When we created the PokéStats power rankings, we recognized that it would be important to establish a minimum event size for players to earn points. Because there were a lot more online tournaments being organized during the era of the PokéStats rankings, and thus more opportunities to play in large and credibly run tournaments on any given night, we established a cutoff of at least 50 players for an event to count towards our rankings. For TrainerHill's purposes, in the current state of the online tournament scene, I might suggest a minimum event size of 24 players. This has been an important number in Pokémon TCG (and especially for PokéStats) for the past few years because it is the attendance size that triggers a change from Top 4 to Top 8 earning CP at League Cups, and thus influenced the amount of data we were collecting from any particular Cup. I consider most online tournaments to be roughly equivalent to League Cups, and thus I'd suggest that a minimum attendance of 24 be implemented as a cutoff so that extremely small tournaments do not unduly influence players' point totals. 
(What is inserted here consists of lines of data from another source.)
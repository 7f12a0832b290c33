//! # In-Memory Document Store
//!
//! Collections of JSON documents behind a single `RwLock`, optionally loaded
//! from and saved to a JSON file mapping collection names to document arrays.

use std::collections::{BTreeMap, HashMap};
use std::fs;
use std::path::Path;
use std::sync::{Arc, RwLock};

use serde_json::Value;
use uuid::Uuid;

use super::document::{Document, Filter, FindOptions, ID_FIELD};
use super::errors::{StoreError, StoreResult};
use super::DocumentStore;

/// In-memory collection-per-role store
#[derive(Debug, Clone, Default)]
pub struct MemoryStore {
    collections: Arc<RwLock<HashMap<String, Vec<Document>>>>,
}

impl MemoryStore {
    /// Create an empty store
    pub fn new() -> Self {
        Self::default()
    }

    /// Create a store holding the given collections
    pub fn with_collections(collections: HashMap<String, Vec<Document>>) -> Self {
        Self {
            collections: Arc::new(RwLock::new(collections)),
        }
    }

    /// Load a store from a JSON file
    pub fn load_json(path: &Path) -> StoreResult<Self> {
        let content = fs::read_to_string(path).map_err(|source| StoreError::Io {
            path: path.to_path_buf(),
            source,
        })?;
        let value: Value = serde_json::from_str(&content)
            .map_err(|e| StoreError::malformed(format!("{}: {}", path.display(), e)))?;
        let store = Self::from_value(value)?;

        tracing::info!(
            path = %path.display(),
            collections = store.collection_names()?.len(),
            "loaded document store"
        );
        Ok(store)
    }

    /// Build a store from `{collection: [documents...]}`
    pub fn from_value(value: Value) -> StoreResult<Self> {
        let Value::Object(root) = value else {
            return Err(StoreError::malformed(
                "top level must be an object of collections",
            ));
        };

        let store = Self::new();
        for (name, docs) in root {
            let Value::Array(items) = docs else {
                return Err(StoreError::malformed(format!(
                    "collection '{}' must be an array",
                    name
                )));
            };
            let mut parsed = Vec::with_capacity(items.len());
            for item in items {
                match item {
                    Value::Object(doc) => parsed.push(doc),
                    other => {
                        return Err(StoreError::malformed(format!(
                            "collection '{}' holds a non-object entry: {}",
                            name, other
                        )))
                    }
                }
            }
            store.insert_many(&name, parsed)?;
        }
        Ok(store)
    }

    /// Write the store to a JSON file
    pub fn save_json(&self, path: &Path) -> StoreResult<()> {
        let snapshot = self.snapshot()?;
        let content = serde_json::to_string_pretty(&snapshot)
            .map_err(|e| StoreError::malformed(e.to_string()))?;
        fs::write(path, content).map_err(|source| StoreError::Io {
            path: path.to_path_buf(),
            source,
        })
    }

    /// Append documents to a collection, assigning `_id` where missing
    pub fn insert_many(&self, collection: &str, docs: Vec<Document>) -> StoreResult<usize> {
        let mut collections = self
            .collections
            .write()
            .map_err(|_| StoreError::LockPoisoned("collections"))?;
        let target = collections.entry(collection.to_string()).or_default();

        let count = docs.len();
        for mut doc in docs {
            if !doc.contains_key(ID_FIELD) {
                doc.insert(ID_FIELD.to_string(), Value::String(Uuid::new_v4().to_string()));
            }
            target.push(doc);
        }
        Ok(count)
    }

    /// Rewrite every document of every collection in place
    pub fn update_each<F>(&self, mut f: F) -> StoreResult<usize>
    where
        F: FnMut(&str, &mut Document) -> StoreResult<bool>,
    {
        let mut collections = self
            .collections
            .write()
            .map_err(|_| StoreError::LockPoisoned("collections"))?;
        let mut changed = 0;
        for (name, docs) in collections.iter_mut() {
            for doc in docs.iter_mut() {
                if f(name, doc)? {
                    changed += 1;
                }
            }
        }
        Ok(changed)
    }

    /// Copy of all collections, ordered by name
    pub fn snapshot(&self) -> StoreResult<BTreeMap<String, Vec<Document>>> {
        let collections = self
            .collections
            .read()
            .map_err(|_| StoreError::LockPoisoned("collections"))?;
        Ok(collections
            .iter()
            .map(|(k, v)| (k.clone(), v.clone()))
            .collect())
    }
}

impl DocumentStore for MemoryStore {
    fn find(
        &self,
        collection: &str,
        filter: &Filter,
        options: &FindOptions,
    ) -> StoreResult<Vec<Document>> {
        let collections = self
            .collections
            .read()
            .map_err(|_| StoreError::LockPoisoned("collections"))?;

        let mut matched: Vec<Document> = collections
            .get(collection)
            .map(|docs| docs.iter().filter(|d| filter.matches(d)).cloned().collect())
            .unwrap_or_default();
        drop(collections);

        options.apply_sort(&mut matched);
        Ok(matched
            .iter()
            .map(|d| options.apply_projection(d))
            .collect())
    }

    fn count(&self, collection: &str, filter: &Filter) -> StoreResult<u64> {
        let collections = self
            .collections
            .read()
            .map_err(|_| StoreError::LockPoisoned("collections"))?;
        Ok(collections
            .get(collection)
            .map(|docs| docs.iter().filter(|d| filter.matches(d)).count() as u64)
            .unwrap_or(0))
    }

    fn ping(&self) -> StoreResult<()> {
        self.collections
            .read()
            .map(|_| ())
            .map_err(|_| StoreError::LockPoisoned("collections"))
    }

    fn collection_names(&self) -> StoreResult<Vec<String>> {
        let collections = self
            .collections
            .read()
            .map_err(|_| StoreError::LockPoisoned("collections"))?;
        let mut names: Vec<String> = collections.keys().cloned().collect();
        names.sort();
        Ok(names)
    }
}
Alternatives to total point rankings: win percentage and mean points earned
I was careful above to specify that TrainerHill ranks its leaderboards by total points earned "by default"--you can sort the leaderboards by both win percentage and mean points by clicking the corresponding arrows next to each heading. However, there are some major flaws with this. TrainerHill does not set a minimum sample size (n) of games when calculating win percentage or mean points. This means that these statistics as they are provided in the current context of the site's leaderboards are almost useless. 

As an example of what I mean, let's consider a player who makes Top 8 in a single 70-player event, with a record of 6-1-0 before cut and then a loss in Top 8 for an overall 6-2 record. On TrainerHill, that player will be entered into the leaderboards with a 75% win rate and, because their single event finish resulted in a Top Cut appearance, a high mean points per event. If this player never plays another tournament in that format, they will remain close to the top of TrainerHill's win percentage and mean points leaderboards, but we have no real idea of their skill from a sample size of one tournament. It's very possible that they are a strong player, but it's also possible that they were largely on the positive end of variance throughout that one tournament (they "ran hot"). Just as you can't draw serious statistical conclusions about a sports team's entire season from watching one game at random, you can't draw conclusions about a player's skill until you have a large sample size of tournament games. We even occasionally see players attain records like 3-0 drop, giving them a 100% TrainerHill win rate that is effectively a useless statistic. 

Since TrainerHill does not allow you to filter results to show players with a sample size above a certain number of games, I had to analyze this manually. Below are two tables I tweeted recently in which I listed the Top 25 players by both win percentage and mean points per event on TrainerHill, but I restricted these only to players with an n of at least 30 tournament games played. 



I am not suggesting that these are a perfect representation of the Top 25 online tournament players in the world. However, I am very confident that the summary statistics of win percentage and mean points per event are better indicators of player skill than total points is on its own. These two sets of rankings introduce more names you probably recognize from established physical-tournament success: Alec Geissler, Stéphane Ivanoff, Brandon Salazar, Alex Schemanske, Simon Trottier-Lacasse. Because a lot of the established "top" players from Regionals/ICs/Worlds rarely if ever play online tournaments (think Hunter Butler, Caleb Gedemer, Michael Pramawat, Brent Tonisson, Gustavo Wada, and many many more), we will probably never see an online-tournament player ranking that closely matches the global CP leaderboards. But there are plenty of "online" players who also deserve recognition for their success, either because they have only begun playing in the past two years, or because they have been good for longer and simply did not get many opportunities to show their skill in person. I want online-tournament leaderboards to be truly reflective of the best players competing online at any given time, not just the people playing the most events. 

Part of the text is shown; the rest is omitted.